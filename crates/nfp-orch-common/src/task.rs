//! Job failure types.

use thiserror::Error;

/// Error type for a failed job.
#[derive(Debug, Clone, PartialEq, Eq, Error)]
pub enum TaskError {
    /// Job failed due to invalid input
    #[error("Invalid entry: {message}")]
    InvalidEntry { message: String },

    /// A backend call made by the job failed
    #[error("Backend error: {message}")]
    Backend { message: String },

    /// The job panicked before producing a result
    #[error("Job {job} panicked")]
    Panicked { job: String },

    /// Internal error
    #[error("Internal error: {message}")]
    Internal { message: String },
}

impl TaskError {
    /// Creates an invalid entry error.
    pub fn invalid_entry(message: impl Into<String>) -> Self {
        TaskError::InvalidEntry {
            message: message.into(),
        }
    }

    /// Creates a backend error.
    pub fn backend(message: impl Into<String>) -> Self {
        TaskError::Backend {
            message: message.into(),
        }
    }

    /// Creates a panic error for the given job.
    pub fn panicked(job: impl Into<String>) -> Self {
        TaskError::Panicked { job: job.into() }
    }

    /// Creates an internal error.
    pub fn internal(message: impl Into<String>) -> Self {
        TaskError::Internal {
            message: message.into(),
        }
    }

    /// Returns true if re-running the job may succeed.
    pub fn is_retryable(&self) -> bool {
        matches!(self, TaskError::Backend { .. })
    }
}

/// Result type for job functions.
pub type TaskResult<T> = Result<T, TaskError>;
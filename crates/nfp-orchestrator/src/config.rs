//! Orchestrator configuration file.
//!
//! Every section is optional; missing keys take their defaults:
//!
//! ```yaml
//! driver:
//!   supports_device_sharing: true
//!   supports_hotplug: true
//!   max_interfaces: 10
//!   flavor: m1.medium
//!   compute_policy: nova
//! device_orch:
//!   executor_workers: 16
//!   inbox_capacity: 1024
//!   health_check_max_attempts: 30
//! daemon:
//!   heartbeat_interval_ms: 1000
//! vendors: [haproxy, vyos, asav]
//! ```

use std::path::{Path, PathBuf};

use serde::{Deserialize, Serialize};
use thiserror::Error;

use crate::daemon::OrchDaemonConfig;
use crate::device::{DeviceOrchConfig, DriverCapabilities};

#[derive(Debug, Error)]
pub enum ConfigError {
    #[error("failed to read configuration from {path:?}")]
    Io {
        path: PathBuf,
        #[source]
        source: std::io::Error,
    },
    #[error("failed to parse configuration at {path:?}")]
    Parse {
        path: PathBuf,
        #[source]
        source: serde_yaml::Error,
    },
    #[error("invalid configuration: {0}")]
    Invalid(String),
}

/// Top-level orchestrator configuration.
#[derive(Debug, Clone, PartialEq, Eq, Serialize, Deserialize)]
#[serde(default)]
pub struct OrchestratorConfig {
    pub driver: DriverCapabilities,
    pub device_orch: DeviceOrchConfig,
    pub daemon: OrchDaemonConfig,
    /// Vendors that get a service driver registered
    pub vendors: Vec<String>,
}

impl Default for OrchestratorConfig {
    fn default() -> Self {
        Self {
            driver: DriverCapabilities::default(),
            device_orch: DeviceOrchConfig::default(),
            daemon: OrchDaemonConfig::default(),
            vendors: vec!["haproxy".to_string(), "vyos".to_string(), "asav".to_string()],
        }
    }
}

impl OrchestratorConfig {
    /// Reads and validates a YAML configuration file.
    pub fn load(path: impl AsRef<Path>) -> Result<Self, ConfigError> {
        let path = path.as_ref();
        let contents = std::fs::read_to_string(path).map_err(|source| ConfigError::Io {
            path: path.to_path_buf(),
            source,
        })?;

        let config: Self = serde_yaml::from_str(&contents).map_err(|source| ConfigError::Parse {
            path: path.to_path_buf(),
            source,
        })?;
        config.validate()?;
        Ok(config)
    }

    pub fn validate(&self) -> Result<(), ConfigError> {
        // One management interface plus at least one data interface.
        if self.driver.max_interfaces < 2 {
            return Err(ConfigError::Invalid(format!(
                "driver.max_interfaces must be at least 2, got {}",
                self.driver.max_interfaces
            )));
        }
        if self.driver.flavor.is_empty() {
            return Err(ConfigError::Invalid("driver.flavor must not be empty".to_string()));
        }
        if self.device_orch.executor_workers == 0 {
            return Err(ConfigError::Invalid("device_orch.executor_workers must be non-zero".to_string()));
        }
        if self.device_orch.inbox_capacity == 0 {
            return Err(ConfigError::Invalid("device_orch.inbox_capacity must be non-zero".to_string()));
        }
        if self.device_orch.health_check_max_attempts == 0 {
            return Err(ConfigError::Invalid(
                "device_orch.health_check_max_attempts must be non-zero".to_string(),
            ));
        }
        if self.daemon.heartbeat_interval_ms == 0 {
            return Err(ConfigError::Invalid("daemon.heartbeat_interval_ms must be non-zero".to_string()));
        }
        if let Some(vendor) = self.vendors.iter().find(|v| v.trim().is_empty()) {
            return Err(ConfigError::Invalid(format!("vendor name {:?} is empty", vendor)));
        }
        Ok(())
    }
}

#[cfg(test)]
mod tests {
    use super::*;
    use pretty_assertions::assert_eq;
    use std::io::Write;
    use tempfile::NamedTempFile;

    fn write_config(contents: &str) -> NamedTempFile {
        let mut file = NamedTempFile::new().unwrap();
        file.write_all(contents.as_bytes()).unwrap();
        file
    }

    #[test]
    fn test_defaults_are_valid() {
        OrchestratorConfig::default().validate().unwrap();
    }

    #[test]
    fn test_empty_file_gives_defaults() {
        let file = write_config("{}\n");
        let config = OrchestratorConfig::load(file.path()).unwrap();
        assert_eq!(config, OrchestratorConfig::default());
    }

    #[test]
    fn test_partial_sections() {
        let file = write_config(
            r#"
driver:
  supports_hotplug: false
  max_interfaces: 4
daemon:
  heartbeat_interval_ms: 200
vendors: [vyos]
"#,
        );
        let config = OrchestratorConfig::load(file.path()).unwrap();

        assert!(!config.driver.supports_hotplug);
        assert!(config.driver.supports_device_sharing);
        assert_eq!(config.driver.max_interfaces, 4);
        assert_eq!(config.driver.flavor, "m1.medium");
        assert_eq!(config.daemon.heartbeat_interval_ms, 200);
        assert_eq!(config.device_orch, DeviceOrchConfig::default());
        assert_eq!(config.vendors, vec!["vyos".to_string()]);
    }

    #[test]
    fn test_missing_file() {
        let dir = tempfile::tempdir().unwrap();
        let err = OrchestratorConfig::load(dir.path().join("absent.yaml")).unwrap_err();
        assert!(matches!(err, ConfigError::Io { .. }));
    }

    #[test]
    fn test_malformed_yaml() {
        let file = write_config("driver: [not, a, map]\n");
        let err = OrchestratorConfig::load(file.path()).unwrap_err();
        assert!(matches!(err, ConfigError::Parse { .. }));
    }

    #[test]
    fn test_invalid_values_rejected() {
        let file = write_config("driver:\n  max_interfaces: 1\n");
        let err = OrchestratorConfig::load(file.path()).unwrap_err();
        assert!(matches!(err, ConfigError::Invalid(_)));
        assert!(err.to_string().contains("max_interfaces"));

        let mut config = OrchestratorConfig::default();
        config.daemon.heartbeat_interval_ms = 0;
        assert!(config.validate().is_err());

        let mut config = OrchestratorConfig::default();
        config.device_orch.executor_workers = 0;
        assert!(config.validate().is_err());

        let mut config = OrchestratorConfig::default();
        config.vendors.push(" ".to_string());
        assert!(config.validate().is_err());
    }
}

################

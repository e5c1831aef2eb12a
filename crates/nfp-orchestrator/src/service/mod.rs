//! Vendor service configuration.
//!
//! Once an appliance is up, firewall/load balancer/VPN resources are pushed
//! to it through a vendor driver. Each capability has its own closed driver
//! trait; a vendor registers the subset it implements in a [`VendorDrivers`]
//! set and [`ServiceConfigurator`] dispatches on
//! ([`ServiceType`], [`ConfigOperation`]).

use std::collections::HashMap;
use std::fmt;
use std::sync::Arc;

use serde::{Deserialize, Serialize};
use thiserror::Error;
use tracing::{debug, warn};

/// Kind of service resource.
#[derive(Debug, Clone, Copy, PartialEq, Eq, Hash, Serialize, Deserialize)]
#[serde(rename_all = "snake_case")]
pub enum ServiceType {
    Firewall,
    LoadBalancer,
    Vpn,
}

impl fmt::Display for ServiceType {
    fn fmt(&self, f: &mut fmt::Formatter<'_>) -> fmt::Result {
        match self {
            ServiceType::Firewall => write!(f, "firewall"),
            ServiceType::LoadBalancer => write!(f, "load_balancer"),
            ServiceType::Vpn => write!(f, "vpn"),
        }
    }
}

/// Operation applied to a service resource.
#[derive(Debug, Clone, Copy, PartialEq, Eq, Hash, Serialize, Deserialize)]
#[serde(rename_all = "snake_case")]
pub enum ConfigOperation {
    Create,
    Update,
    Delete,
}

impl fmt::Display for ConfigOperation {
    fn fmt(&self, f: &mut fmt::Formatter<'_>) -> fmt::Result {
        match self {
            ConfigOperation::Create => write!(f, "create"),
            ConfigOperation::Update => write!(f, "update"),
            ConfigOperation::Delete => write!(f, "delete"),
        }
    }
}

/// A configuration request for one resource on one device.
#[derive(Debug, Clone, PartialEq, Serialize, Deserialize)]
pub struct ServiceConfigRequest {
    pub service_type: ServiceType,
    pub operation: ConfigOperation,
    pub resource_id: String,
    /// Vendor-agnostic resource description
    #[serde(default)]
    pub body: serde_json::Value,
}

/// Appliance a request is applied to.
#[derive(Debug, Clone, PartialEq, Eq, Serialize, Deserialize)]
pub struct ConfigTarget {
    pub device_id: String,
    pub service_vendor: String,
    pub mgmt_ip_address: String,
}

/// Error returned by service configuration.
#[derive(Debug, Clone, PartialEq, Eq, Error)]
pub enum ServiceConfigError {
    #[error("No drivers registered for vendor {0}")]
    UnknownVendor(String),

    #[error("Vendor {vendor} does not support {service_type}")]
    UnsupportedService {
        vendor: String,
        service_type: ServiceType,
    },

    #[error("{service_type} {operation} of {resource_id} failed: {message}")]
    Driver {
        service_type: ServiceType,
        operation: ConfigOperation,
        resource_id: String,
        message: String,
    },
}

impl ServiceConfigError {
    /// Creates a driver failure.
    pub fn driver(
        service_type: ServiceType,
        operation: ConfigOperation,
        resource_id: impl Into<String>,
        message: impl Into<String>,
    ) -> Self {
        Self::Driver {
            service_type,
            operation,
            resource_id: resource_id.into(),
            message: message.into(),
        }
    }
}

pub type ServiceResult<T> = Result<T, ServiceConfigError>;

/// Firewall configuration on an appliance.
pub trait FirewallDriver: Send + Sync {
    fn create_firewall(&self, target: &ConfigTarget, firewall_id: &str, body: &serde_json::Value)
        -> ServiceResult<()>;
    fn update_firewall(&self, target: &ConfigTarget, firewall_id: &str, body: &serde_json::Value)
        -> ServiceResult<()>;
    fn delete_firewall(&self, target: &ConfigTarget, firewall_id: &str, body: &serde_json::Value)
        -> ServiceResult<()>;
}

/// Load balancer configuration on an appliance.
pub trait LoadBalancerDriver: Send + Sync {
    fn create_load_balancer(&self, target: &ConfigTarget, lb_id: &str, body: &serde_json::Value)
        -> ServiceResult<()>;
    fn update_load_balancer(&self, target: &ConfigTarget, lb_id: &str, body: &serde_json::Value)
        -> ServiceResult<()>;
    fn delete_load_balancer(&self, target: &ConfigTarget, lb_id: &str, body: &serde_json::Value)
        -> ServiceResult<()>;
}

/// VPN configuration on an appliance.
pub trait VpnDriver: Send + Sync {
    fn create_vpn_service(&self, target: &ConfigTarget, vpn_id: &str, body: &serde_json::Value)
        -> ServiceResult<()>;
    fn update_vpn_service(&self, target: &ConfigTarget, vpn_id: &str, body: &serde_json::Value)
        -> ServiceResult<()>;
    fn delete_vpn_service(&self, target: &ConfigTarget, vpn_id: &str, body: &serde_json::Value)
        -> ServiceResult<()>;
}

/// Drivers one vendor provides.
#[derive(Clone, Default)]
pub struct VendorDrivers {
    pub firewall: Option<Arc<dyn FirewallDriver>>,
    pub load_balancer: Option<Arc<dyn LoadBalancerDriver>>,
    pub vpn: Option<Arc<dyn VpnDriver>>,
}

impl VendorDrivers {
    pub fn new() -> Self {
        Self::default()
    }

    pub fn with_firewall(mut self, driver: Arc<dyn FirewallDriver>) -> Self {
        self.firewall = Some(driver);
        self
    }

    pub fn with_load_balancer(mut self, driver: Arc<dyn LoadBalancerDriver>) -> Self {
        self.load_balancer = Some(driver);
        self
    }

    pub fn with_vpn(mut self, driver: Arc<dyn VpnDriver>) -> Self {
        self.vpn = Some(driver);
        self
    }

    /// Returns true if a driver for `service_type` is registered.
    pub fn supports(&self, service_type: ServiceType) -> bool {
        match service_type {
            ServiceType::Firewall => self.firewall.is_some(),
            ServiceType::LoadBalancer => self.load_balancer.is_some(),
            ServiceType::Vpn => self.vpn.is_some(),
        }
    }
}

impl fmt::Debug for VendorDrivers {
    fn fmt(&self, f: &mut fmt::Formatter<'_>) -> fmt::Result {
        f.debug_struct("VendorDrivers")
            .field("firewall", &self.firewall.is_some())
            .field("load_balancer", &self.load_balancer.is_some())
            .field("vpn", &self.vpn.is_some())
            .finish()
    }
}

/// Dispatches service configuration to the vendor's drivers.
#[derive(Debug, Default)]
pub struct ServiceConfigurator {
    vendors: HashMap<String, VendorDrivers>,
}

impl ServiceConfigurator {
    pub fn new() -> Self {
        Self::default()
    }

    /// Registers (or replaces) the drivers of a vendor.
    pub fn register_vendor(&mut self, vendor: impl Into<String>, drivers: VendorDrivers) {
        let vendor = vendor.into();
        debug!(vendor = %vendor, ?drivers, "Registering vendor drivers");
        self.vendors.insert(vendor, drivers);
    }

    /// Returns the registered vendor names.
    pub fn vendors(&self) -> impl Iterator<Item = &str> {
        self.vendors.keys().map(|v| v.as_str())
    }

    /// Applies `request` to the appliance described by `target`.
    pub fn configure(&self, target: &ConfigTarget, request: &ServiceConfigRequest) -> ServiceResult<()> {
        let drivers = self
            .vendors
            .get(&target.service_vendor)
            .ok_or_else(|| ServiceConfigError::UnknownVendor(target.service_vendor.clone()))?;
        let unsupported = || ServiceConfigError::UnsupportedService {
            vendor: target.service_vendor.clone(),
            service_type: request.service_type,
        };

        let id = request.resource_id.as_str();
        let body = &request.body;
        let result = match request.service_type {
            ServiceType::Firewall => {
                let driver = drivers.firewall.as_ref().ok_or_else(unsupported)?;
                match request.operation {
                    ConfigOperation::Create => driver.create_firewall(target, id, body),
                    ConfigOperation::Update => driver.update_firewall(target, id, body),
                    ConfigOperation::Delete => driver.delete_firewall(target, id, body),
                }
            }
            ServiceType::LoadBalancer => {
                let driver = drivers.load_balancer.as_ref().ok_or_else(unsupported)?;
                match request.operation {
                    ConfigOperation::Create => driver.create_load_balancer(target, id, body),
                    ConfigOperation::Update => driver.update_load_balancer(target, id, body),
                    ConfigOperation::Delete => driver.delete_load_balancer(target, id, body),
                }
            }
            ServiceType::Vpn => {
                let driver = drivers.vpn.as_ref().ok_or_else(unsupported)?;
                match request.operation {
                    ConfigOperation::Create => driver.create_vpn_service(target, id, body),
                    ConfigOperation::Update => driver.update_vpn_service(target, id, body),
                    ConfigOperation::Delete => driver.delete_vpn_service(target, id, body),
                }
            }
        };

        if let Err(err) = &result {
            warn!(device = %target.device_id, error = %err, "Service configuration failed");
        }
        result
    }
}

################

*Prompt*: Copy out every line of the data that includes the word "OrchDaemonConfig".

*Written response*:
use crate::daemon::OrchDaemonConfig;
    pub daemon: OrchDaemonConfig,
            daemon: OrchDaemonConfig::default(),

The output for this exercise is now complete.